At the moment I’m finding other research methods’ adherence to 100% objectivity difficult, especially as I’m looking into more interpretive methods where the act of interpretation is more likely to be valued. Another researcher transcribed every vocal utterance, movement and facial expression of a teacher but gave us no contextual information. This is frowned upon in the multimodal camp as it might skew analysis of the data – it’s all about the data, just the data and only the data….. I can’t see this is a method I’ll be adopting  – I’m interested in representation, the decisions behind certain production techniques and the embedded nature of a text. I asked questions about camera positioning and why the decision to exclude the young people in the class and their perspective on the power relations that were unfolding in front of them … for example… This raises issues of what’s beyond the frame…. but again this runs counter to the primacy of the visible data…. and the space that is being carved out by the ‘actors’.

Every camera decision is a compromise, but this isn’t seen as important by this researcher. Discussion on the differences between transcription and description: the former is a selection process concerned with what is salient to the question, the latter is concerned with interpretation, fitting the world into predetermined categories.
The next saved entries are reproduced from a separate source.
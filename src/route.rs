use std::sync::Arc;

use axum::{
    middleware::from_fn_with_state,
    routing::{get, post, put},
    Router,
};

use crate::{handler::*, middleware::mw_require_auth, AppState};

pub fn create_router(app_state: Arc<AppState>) -> Router {
    let app = Router::new()
        .route("/todos", get(get_todos).post(create_todo))
        .route("/todos/:id/toggle", put(toggle_todo))
        .route_layer(from_fn_with_state(app_state.clone(), mw_require_auth))
        .route("/auth/login", post(login))
        .route("/auth/register", post(register))
        .route("/", get(health_checker_handler))
        .with_state(app_state);
    app
}
//! Chat-Handler – Raum-Nachrichten, Direktnachrichten, Sprech-Indikator

use sprechraum_core::types::SessionId;
use sprechraum_db::MessageRepository;
use sprechraum_protocol::control::ServerNachricht;
use std::sync::Arc;

use crate::error::{RelayError, RelayResult};
use crate::handlers::aktueller_raum;
use crate::server_state::RelayState;

/// Verarbeitet eine Chat-Nachricht an den aktuellen Raum
///
/// Die Nachricht wird zuerst persistiert und dann an alle Mitglieder des
/// Raums verteilt, den Absender eingeschlossen.
pub async fn handle_message(
    text: String,
    session_id: SessionId,
    state: &Arc<RelayState>,
) -> RelayResult<()> {
    let session = state.sessions.lookup(session_id)?;
    let raum = aktueller_raum(&session)?;
    let (Some(uid), Some(username)) = (session.uid(), session.anzeigename()) else {
        return Err(RelayError::NichtBeigetreten);
    };

    if text.trim().is_empty() {
        return Err(RelayError::ungueltig("Leere Nachricht"));
    }

    state.persistenz.record_message(&raum, uid, &text).await?;

    let empfaenger = state.raeume.mitglieder(&raum).unwrap_or_default();
    let zugestellt = state.verteiler.senden_an(
        &empfaenger,
        &ServerNachricht::Message {
            username: username.to_string(),
            message: text,
        },
    );

    tracing::debug!(session_id = %session_id, raum = %raum, zugestellt, "Chat-Nachricht verteilt");
    Ok(())
}

/// Verarbeitet eine Direktnachricht
///
/// Empfaenger ist jede Live-Session mit dem angegebenen Anzeigenamen. Die
/// Nachricht wird nicht persistiert.
pub async fn handle_private_message(
    empfaenger_name: String,
    text: String,
    session_id: SessionId,
    state: &Arc<RelayState>,
) -> RelayResult<()> {
    let session = state.sessions.lookup(session_id)?;
    let username = session
        .anzeigename()
        .ok_or(RelayError::NichtBeigetreten)?
        .to_string();

    let empfaenger = state.sessions.nach_anzeigename(&empfaenger_name);
    if empfaenger.is_empty() {
        return Err(RelayError::BenutzerNichtGefunden(empfaenger_name));
    }

    state.verteiler.senden_an(
        &empfaenger,
        &ServerNachricht::PrivateMessage {
            username,
            message: text,
        },
    );

    tracing::debug!(session_id = %session_id, empfaenger = %empfaenger_name, "Direktnachricht zugestellt");
    Ok(())
}

/// Verteilt den Sprech-Status an den aktuellen Raum (inkl. Absender)
pub async fn handle_talking(
    status: bool,
    session_id: SessionId,
    state: &Arc<RelayState>,
) -> RelayResult<()> {
    let session = state.sessions.lookup(session_id)?;
    let raum = aktueller_raum(&session)?;
    let username = session
        .anzeigename()
        .ok_or(RelayError::NichtBeigetreten)?
        .to_string();

    let empfaenger = state.raeume.mitglieder(&raum).unwrap_or_default();
    state
        .verteiler
        .senden_an(&empfaenger, &ServerNachricht::Talking { username, status });

    tracing::trace!(session_id = %session_id, raum = %raum, status, "Sprech-Status");
    Ok(())
}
Gunter Kress was there – he was nice – very avuncular and seemingly modest. He  talked of a video ethnography as an orchestral piece (as Claxton does ref. creativity)… with humans as instruments. At least ‘instruments’ is better terminology than ‘units’ as per someone’s video transcription in the session. He asked pertinent question at the end to which no-one had an answer: ref. filmed reality: Are we looking at the world as reconfigured through the lens or are we looking at a slice of life in the classroom?

More interesting was Teresa Cairns & Denis Doran’s docu style film: climbingthewall.net a narrative analysis of film work with homeless people: issues of co-authorship & interpretation. She’s an oral historian and he’s a doc film maker.

TC stresses the importance of establishing everyone’s expectations in the process so that assumptions are explicitly  identified. Film tells the story of Brian and the narrative he rehearses to get benefits. Film gives voice to certain groups who are invisible in dominant narrative. TC commissioned to make doc for different audiences with different expectations. Interestingly – it broke ‘the rules’ of documentary by fragmenting time, reflecting theme of homelessness.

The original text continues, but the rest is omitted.